*WORK TO COMPLETE*:
Repeat exactly the line that includes "pub const SDN_XML_URL: &str" and all lines after it, ending with the last line of the listing below.

*DATA SHOWN*:
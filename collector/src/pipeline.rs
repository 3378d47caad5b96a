use std::path::PathBuf;
use std::time::Duration;

use chrono::Utc;

use crate::classifier::{self, ChainMap};
use crate::error::PullError;
use crate::writer::DEFAULT_OUTPUT_DIR;
use crate::{fetcher, sdn, writer};

/// Everything one run needs; defaults reproduce the published endpoint and
/// directory layout.
#[derive(Debug, Clone)]
pub struct PullOptions {
    pub url: String,
    pub output_dir: PathBuf,
    pub timeout: Duration,
}

impl Default for PullOptions {
    fn default() -> Self {
        PullOptions {
            url: fetcher::sdn_url(),
            output_dir: PathBuf::from(DEFAULT_OUTPUT_DIR),
            timeout: Duration::from_secs(30),
        }
    }
}

/// Summary of a completed run.
#[derive(Debug, Clone)]
pub struct PullReport {
    pub total: usize,
    pub per_chain: Vec<(String, usize)>,
    pub unrecognized: usize,
    pub files: Vec<PathBuf>,
}

/// One collection run: fetch, parse, classify, write.
///
/// Stops at the first failure; fetch and parse errors mean nothing was
/// written. Files from a prior run are replaced one by one as the write
/// phase progresses, so a write failure can leave a mixed directory.
pub async fn run(options: &PullOptions) -> Result<PullReport, PullError> {
    let body = fetcher::fetch_sdn(&options.url, options.timeout).await?;

    let records = sdn::identity_records(&body)?;
    tracing::debug!(target: "pull", "parsed {} identity records", records.len());

    let chain_map = ChainMap::from_env();
    let lists = classifier::classify(&records, &chain_map);
    tracing::info!(
        target: "pull",
        "classified {} wallet addresses across {} chains ({} unrecognized)",
        lists.complete.len(),
        lists.by_chain.len(),
        lists.unrecognized.len(),
    );

    let files = writer::write_lists(&options.output_dir, &lists, Utc::now())?;

    Ok(PullReport {
        total: lists.complete.len(),
        per_chain: lists
            .by_chain
            .iter()
            .map(|(chain, addresses)| (chain.clone(), addresses.len()))
            .collect(),
        unrecognized: lists.unrecognized.len(),
        files,
    })
}
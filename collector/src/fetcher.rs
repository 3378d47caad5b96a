use std::time::Duration;

use crate::error::PullError;

/// Published download endpoint for the consolidated SDN list.
pub const SDN_XML_URL: &str = "https://sanctionslistservice.ofac.treas.gov/api/download/sdn.xml";

/// Returns the SDN publication URL, honouring the `SDN_XML_URL` env var.
pub fn sdn_url() -> String {
    std::env::var("SDN_XML_URL").unwrap_or_else(|_| SDN_XML_URL.to_string())
}

/// Download the SDN XML publication.
///
/// A single GET, no retries. Anything other than `200 OK` is a failure so
/// the caller never parses an error page as XML.
pub async fn fetch_sdn(url: &str, timeout: Duration) -> Result<Vec<u8>, PullError> {
    let client = reqwest::Client::builder()
        .timeout(timeout)
        .build()
        .map_err(|source| PullError::Fetch {
            url: url.to_string(),
            source,
        })?;

    tracing::info!(target: "fetch", "requesting SDN publication from {url}");
    let response = client
        .get(url)
        .send()
        .await
        .map_err(|source| PullError::Fetch {
            url: url.to_string(),
            source,
        })?;

    let status = response.status();
    tracing::debug!(target: "fetch", "response status {status}");
    if status != reqwest::StatusCode::OK {
        return Err(PullError::FetchStatus {
            url: url.to_string(),
            status,
        });
    }

    let body = response
        .bytes()
        .await
        .map_err(|source| PullError::Fetch {
            url: url.to_string(),
            source,
        })?;
    tracing::info!(target: "fetch", "fetched {} bytes", body.len());
    Ok(body.to_vec())
}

*SOLUTION*:
pub const SDN_XML_URL: &str = "https://sanctionslistservice.ofac.treas.gov/api/download/sdn.xml";

/// Returns the SDN publication URL, honouring the `SDN_XML_URL` env var.
pub fn sdn_url() -> String {
    std::env::var("SDN_XML_URL").unwrap_or_else(|_| SDN_XML_URL.to_string())
}

/// Download the SDN XML publication.
///
/// A single GET, no retries. Anything other than `200 OK` is a failure so
/// the caller never parses an error page as XML.
pub async fn fetch_sdn(url: &str, timeout: Duration) -> Result<Vec<u8>, PullError> {
    let client = reqwest::Client::builder()
        .timeout(timeout)
        .build()
        .map_err(|source| PullError::Fetch {
            url: url.to_string(),
            source,
        })?;

    tracing::info!(target: "fetch", "requesting SDN publication from {url}");
    let response = client
        .get(url)
        .send()
        .await
        .map_err(|source| PullError::Fetch {
            url: url.to_string(),
            source,
        })?;

    let status = response.status();
    tracing::debug!(target: "fetch", "response status {status}");
    if status != reqwest::StatusCode::OK {
        return Err(PullError::FetchStatus {
            url: url.to_string(),
            status,
        });
    }

    let body = response
        .bytes()
        .await
        .map_err(|source| PullError::Fetch {
            url: url.to_string(),
            source,
        })?;
    tracing::info!(target: "fetch", "fetched {} bytes", body.len());
    Ok(body.to_vec())
}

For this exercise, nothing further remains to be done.